Task to complete
Find each line below where the word "kept" occurs, and copy it.
**** Study material
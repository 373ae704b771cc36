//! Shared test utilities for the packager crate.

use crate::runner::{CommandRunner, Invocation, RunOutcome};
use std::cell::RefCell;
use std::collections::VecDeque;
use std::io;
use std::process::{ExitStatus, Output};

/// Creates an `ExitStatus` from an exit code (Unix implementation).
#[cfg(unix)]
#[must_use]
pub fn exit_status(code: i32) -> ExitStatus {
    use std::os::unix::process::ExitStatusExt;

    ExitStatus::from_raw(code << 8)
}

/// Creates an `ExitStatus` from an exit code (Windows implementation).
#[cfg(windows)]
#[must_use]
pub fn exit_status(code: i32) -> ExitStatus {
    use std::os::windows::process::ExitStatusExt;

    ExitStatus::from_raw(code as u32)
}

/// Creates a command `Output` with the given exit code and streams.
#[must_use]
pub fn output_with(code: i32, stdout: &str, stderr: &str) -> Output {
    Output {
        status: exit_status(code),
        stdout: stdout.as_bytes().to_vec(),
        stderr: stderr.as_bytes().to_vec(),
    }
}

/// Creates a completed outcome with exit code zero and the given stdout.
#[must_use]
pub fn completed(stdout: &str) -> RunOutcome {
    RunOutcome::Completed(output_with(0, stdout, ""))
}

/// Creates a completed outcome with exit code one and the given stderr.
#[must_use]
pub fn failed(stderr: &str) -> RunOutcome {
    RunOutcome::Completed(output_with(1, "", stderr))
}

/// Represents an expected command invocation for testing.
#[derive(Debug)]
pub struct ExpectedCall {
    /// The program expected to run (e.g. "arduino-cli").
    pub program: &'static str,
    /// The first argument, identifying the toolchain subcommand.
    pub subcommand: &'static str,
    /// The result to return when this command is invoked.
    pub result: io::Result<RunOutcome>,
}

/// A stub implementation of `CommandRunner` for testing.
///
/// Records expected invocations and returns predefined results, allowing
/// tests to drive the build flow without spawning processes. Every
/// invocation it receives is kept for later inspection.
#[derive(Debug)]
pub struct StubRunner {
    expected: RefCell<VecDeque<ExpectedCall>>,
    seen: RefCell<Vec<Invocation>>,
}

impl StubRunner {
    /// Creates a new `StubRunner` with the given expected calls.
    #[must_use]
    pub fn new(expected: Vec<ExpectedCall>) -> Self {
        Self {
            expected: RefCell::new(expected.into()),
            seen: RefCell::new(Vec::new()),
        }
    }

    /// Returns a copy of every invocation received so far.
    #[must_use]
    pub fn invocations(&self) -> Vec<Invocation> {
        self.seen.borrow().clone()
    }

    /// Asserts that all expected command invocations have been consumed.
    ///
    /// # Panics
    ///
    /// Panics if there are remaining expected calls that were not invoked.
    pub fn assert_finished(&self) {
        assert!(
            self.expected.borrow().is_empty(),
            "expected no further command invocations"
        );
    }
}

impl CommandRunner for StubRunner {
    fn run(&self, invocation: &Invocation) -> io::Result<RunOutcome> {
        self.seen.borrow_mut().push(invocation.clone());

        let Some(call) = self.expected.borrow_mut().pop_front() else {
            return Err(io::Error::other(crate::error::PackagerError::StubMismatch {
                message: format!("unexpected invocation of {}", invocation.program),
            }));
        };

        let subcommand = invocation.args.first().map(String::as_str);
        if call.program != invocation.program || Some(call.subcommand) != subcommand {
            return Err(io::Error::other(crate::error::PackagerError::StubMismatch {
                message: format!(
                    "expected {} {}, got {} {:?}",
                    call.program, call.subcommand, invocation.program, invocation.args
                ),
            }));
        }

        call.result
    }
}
********
**** Study material
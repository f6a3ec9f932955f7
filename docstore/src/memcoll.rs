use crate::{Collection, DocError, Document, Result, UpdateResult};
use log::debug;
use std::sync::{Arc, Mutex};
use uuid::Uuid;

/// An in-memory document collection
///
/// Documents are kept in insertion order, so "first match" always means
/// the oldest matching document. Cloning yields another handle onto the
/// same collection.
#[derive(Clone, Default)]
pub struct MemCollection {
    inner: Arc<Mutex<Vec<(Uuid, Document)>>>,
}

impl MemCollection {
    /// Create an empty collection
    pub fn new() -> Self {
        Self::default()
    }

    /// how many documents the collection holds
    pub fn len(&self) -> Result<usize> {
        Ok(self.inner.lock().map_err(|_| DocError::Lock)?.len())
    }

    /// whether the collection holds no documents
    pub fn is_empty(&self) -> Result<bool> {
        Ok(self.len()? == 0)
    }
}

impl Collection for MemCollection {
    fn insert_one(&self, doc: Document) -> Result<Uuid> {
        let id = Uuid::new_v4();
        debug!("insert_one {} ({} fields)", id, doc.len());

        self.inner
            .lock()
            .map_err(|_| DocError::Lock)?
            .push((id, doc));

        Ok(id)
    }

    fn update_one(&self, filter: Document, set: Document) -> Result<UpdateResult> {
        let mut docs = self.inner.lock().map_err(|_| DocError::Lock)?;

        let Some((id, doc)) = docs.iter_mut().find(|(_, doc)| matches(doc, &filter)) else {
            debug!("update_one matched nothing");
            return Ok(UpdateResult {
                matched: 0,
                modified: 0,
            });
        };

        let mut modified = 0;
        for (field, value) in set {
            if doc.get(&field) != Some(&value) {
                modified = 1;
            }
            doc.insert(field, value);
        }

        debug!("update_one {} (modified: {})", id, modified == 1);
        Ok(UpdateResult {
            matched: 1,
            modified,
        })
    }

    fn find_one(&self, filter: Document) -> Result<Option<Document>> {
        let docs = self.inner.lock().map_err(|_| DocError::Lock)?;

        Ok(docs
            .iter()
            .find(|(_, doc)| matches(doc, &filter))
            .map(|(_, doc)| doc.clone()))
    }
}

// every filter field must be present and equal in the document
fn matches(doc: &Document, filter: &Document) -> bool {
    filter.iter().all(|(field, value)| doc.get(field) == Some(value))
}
********
Exercise output
/// invocation it receives is kept for later inspection.
/// Documents are kept in insertion order, so "first match" always means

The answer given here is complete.